The gunman, Frank Roque, “wanted to kill a Muslim” in retaliation for the attacks, SALDEF details. “He chose Mr. Sodhi because he wore a turban in accordance to his Sikh faith.” Roque then shot at a Lebanese American family business and into the home of an Afghan American family.
“[These were] the first of 645 incidents of violent backlash aimed at Indian American, South Asian, Muslim, Sikh, Hindu, Middle Eastern, and Arab Americans in the first week of 9/11” according to India West. Further hate crimes against these communities have continued since then. According to South Asian Americans Leading Together (SAALT), “679 hate crimes have been recorded since 2015 alone.”

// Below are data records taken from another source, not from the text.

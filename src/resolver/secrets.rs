//! `secrets.*` / `server.*` → pluggable secret backends
//!
//! Resolved values are stored flagged secret and only ever rendered masked.
//! Nothing here logs a value.

use std::collections::HashMap;
use std::sync::Arc;

use async_trait::async_trait;
use rustc_hash::FxHashMap;
use tracing::{debug, warn};

use crate::config::DEFAULT_SECRET_ENV_PREFIX;
use crate::error::Result;
use crate::variable::{Namespace, Value};

use super::NamespaceResolver;

/// Secret backend contract
///
/// Keys are lower-cased path suffixes; unknown keys are simply absent from
/// the result.
#[async_trait]
pub trait SecretResolver: Send + Sync {
    async fn resolve(&self, keys: &[String]) -> Result<FxHashMap<String, String>>;
}

/// Reads `<prefix><KEY>` from the process environment (`.` → `_`)
#[derive(Debug, Clone)]
pub struct EnvSecretResolver {
    prefix: String,
}

impl EnvSecretResolver {
    pub fn new(prefix: impl Into<String>) -> Self {
        Self {
            prefix: prefix.into(),
        }
    }

    fn env_name(&self, key: &str) -> String {
        format!("{}{}", self.prefix, key.replace('.', "_").to_uppercase())
    }
}

impl Default for EnvSecretResolver {
    fn default() -> Self {
        Self::new(DEFAULT_SECRET_ENV_PREFIX)
    }
}

#[async_trait]
impl SecretResolver for EnvSecretResolver {
    async fn resolve(&self, keys: &[String]) -> Result<FxHashMap<String, String>> {
        Ok(keys
            .iter()
            .filter_map(|key| {
                std::env::var(self.env_name(key))
                    .ok()
                    .map(|value| (key.clone(), value))
            })
            .collect())
    }
}

/// In-memory secrets (tests, embedders)
#[derive(Debug, Clone, Default)]
pub struct StaticSecretResolver {
    secrets: HashMap<String, String>,
}

impl StaticSecretResolver {
    pub fn new() -> Self {
        Self::default()
    }

    pub fn with(mut self, key: &str, value: impl Into<String>) -> Self {
        self.secrets.insert(key.to_lowercase(), value.into());
        self
    }
}

#[async_trait]
impl SecretResolver for StaticSecretResolver {
    async fn resolve(&self, keys: &[String]) -> Result<FxHashMap<String, String>> {
        Ok(keys
            .iter()
            .filter_map(|key| self.secrets.get(key).map(|v| (key.clone(), v.clone())))
            .collect())
    }
}

/// Adapts a [`SecretResolver`] backend to one namespace
pub struct SecretsResolver {
    namespace: Namespace,
    backend: Arc<dyn SecretResolver>,
}

impl SecretsResolver {
    pub fn new(namespace: Namespace, backend: Arc<dyn SecretResolver>) -> Self {
        Self { namespace, backend }
    }
}

#[async_trait]
impl NamespaceResolver for SecretsResolver {
    fn namespace(&self) -> Namespace {
        self.namespace
    }

    async fn resolve(&self, pending: &[String]) -> FxHashMap<String, Value> {
        if pending.is_empty() {
            return FxHashMap::default();
        }
        match self.backend.resolve(pending).await {
            Ok(found) => {
                debug!(namespace = %self.namespace, requested = pending.len(), found = found.len(), "secrets resolved");
                found
                    .into_iter()
                    .map(|(k, v)| (k, Value::String(v)))
                    .collect()
            }
            Err(e) => {
                warn!(namespace = %self.namespace, error = %e, "secret backend failed");
                FxHashMap::default()
            }
        }
    }
}

#[cfg(test)]
mod tests {
    use super::*;
    use crate::error::NoxError;
    use serial_test::serial;

    #[tokio::test]
    #[serial]
    async fn env_backend_maps_dotted_keys() {
        std::env::set_var("NOX_SECRET_DB_PASSWORD", "s3cret");
        let found = EnvSecretResolver::default()
            .resolve(&["db.password".into(), "absent".into()])
            .await
            .unwrap();
        std::env::remove_var("NOX_SECRET_DB_PASSWORD");

        assert_eq!(found.get("db.password").map(String::as_str), Some("s3cret"));
        assert!(!found.contains_key("absent"));
    }

    #[tokio::test]
    async fn static_backend_is_case_insensitive() {
        let backend = StaticSecretResolver::new().with("ApiKey", "k-123");
        let resolver = SecretsResolver::new(Namespace::Secrets, Arc::new(backend));
        let found = resolver.resolve(&["apikey".into()]).await;
        assert_eq!(found["apikey"], Value::from("k-123"));
    }

    struct Broken;

    #[async_trait]
    impl SecretResolver for Broken {
        async fn resolve(&self, _: &[String]) -> Result<FxHashMap<String, String>> {
            Err(NoxError::SecretError {
                reason: "vault sealed".into(),
            })
        }
    }

    #[tokio::test]
    async fn backend_failure_leaves_keys_unresolved() {
        let resolver = SecretsResolver::new(Namespace::Server, Arc::new(Broken));
        assert!(resolver.resolve(&["token".into()]).await.is_empty());
    }
}
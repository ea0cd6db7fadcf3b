//! Event Module - audit trail for workflow execution
//!
//! Key types:
//! - `Event`: Envelope with id + timestamp + kind
//! - `EventKind`: workflow / job / step events
//! - `EventLog`: Thread-safe, append-only log

mod log;

// Re-export all public types
pub use log::{Event, EventKind, EventLog};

SAALT highlights various hate crimes that have targeted various groups since September 11th. For example, the COVID-19 crisis has seen a dramatic rise in hate violence against East and some Southeast Asian Americans. “We don’t all experience moments of crisis equally,” SAALT reminds us. “Depending on class, immigration status, caste, religious or ethnic background”, we are all affected differently.
On the front page of their website, SAALT announces “we’re dedicated to acknowledging these disparate experiences, but also what unites us across communities.” They cite a recent incident from The Dallas Morning News earlier this month where “a South Asian family received hate mail saying if Indian and Chinese immigrants don’t stop taking American jobs, ‘we will have no choice but to shoot [Chinese and Indian immigrants] mercilessly…'”
Heeding the words of SAALT, this is just one of many examples “why building collective power is so critical.” As we commemorate those lives ended by hate violence and state violence, we must join together in “fighting racism and white supremacy in all its manifestations.”